> _Try it_: Look through the records below and collect all lines that hold the string "FakePosts".

> _Records for processing_:
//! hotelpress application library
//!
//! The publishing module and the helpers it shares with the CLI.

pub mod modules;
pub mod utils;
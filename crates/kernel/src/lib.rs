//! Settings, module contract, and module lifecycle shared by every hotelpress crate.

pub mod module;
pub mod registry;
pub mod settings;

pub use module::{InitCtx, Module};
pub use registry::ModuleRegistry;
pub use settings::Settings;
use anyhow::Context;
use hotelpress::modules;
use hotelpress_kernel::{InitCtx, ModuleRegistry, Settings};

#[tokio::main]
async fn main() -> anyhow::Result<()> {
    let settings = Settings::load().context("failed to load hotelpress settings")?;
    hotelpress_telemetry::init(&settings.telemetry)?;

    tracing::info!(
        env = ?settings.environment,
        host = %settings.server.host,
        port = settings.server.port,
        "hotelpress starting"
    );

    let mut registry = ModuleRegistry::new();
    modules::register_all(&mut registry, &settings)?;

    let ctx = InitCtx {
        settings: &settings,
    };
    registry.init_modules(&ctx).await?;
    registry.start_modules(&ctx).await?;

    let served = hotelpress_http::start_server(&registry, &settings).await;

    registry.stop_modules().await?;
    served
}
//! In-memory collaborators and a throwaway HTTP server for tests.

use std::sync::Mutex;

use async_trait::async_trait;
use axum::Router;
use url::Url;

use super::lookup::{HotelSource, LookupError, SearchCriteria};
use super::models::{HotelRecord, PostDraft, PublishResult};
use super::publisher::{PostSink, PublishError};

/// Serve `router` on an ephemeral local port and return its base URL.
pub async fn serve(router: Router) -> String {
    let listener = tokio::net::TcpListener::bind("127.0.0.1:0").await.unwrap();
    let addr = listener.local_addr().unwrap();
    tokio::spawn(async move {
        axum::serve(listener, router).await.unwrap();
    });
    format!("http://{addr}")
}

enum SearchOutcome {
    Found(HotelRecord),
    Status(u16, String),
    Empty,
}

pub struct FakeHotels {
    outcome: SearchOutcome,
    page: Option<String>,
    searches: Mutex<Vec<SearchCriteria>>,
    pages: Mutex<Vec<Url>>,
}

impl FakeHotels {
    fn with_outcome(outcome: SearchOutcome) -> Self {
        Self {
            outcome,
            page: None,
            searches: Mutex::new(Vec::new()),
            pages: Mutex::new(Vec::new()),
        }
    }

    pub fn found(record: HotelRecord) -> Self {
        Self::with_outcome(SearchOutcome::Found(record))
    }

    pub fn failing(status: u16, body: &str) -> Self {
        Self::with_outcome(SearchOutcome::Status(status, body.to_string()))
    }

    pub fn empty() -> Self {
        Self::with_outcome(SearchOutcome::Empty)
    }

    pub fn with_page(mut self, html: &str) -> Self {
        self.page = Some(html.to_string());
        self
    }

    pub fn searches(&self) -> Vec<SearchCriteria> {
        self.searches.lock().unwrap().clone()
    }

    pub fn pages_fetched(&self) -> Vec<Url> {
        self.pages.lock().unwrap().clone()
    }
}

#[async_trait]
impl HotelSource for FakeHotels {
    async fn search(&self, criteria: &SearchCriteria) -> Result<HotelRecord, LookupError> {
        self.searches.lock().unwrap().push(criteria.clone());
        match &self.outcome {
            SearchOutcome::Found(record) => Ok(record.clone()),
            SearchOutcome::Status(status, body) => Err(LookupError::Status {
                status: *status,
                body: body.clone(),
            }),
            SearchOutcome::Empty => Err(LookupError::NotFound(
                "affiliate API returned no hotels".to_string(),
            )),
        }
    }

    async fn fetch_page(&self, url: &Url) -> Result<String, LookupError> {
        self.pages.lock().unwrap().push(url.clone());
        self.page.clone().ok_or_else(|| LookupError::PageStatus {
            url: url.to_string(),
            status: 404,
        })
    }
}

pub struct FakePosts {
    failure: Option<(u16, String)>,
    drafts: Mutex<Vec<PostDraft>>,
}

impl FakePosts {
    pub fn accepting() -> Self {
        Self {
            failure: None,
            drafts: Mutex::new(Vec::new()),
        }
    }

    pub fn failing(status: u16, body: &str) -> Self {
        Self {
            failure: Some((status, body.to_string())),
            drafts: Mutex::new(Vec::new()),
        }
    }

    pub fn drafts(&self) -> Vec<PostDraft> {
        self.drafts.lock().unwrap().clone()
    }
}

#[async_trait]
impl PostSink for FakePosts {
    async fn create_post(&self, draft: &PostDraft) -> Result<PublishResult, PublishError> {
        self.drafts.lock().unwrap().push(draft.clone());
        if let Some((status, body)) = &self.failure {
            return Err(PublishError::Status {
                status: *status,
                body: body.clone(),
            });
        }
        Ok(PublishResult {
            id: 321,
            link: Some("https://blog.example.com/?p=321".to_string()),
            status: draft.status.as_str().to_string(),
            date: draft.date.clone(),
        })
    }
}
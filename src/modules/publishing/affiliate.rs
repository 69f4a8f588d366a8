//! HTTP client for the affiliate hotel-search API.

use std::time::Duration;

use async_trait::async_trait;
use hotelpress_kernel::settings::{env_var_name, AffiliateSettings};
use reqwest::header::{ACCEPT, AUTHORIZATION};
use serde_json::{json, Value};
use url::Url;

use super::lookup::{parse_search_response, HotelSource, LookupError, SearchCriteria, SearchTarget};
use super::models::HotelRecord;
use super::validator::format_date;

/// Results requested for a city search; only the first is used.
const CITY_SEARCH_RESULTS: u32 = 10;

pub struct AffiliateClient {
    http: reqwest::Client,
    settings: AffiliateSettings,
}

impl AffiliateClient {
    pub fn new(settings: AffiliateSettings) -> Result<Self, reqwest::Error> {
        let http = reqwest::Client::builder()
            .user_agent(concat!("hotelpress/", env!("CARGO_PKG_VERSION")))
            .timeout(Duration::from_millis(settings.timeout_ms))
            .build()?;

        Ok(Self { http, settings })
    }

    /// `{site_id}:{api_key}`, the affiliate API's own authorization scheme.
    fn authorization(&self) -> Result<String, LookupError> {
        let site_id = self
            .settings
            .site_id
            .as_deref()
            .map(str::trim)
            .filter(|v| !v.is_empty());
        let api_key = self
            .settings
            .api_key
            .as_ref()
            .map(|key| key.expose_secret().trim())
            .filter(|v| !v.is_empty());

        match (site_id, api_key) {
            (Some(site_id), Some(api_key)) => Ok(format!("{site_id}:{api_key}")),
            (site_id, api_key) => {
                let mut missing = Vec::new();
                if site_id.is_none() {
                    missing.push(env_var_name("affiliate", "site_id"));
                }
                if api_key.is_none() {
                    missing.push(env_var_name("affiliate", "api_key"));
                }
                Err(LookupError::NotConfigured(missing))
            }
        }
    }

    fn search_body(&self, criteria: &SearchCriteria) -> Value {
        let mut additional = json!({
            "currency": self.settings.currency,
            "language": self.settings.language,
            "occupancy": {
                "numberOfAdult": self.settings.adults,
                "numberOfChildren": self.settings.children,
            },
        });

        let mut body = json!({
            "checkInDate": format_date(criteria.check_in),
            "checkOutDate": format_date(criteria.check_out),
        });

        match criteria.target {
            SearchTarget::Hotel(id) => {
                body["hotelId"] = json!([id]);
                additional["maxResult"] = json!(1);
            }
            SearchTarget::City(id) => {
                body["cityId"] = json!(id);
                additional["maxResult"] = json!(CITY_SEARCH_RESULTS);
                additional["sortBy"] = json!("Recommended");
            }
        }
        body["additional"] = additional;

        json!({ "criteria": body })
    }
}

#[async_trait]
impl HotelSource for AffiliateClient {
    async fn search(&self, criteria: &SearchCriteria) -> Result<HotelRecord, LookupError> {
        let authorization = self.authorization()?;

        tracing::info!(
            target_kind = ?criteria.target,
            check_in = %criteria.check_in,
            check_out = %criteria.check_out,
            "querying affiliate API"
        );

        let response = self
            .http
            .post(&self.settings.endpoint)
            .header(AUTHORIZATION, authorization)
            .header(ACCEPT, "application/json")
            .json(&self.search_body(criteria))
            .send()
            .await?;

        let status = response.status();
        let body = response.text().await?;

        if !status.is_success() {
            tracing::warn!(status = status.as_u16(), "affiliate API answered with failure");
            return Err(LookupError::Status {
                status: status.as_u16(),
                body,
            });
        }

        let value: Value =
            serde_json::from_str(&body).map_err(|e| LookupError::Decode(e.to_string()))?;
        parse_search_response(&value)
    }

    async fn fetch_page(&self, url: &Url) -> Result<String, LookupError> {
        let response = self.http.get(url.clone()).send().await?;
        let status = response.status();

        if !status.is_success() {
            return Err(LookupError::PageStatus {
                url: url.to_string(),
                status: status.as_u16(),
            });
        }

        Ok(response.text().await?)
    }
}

> _Task output_:
pub struct FakePosts {
impl FakePosts {
impl PostSink for FakePosts {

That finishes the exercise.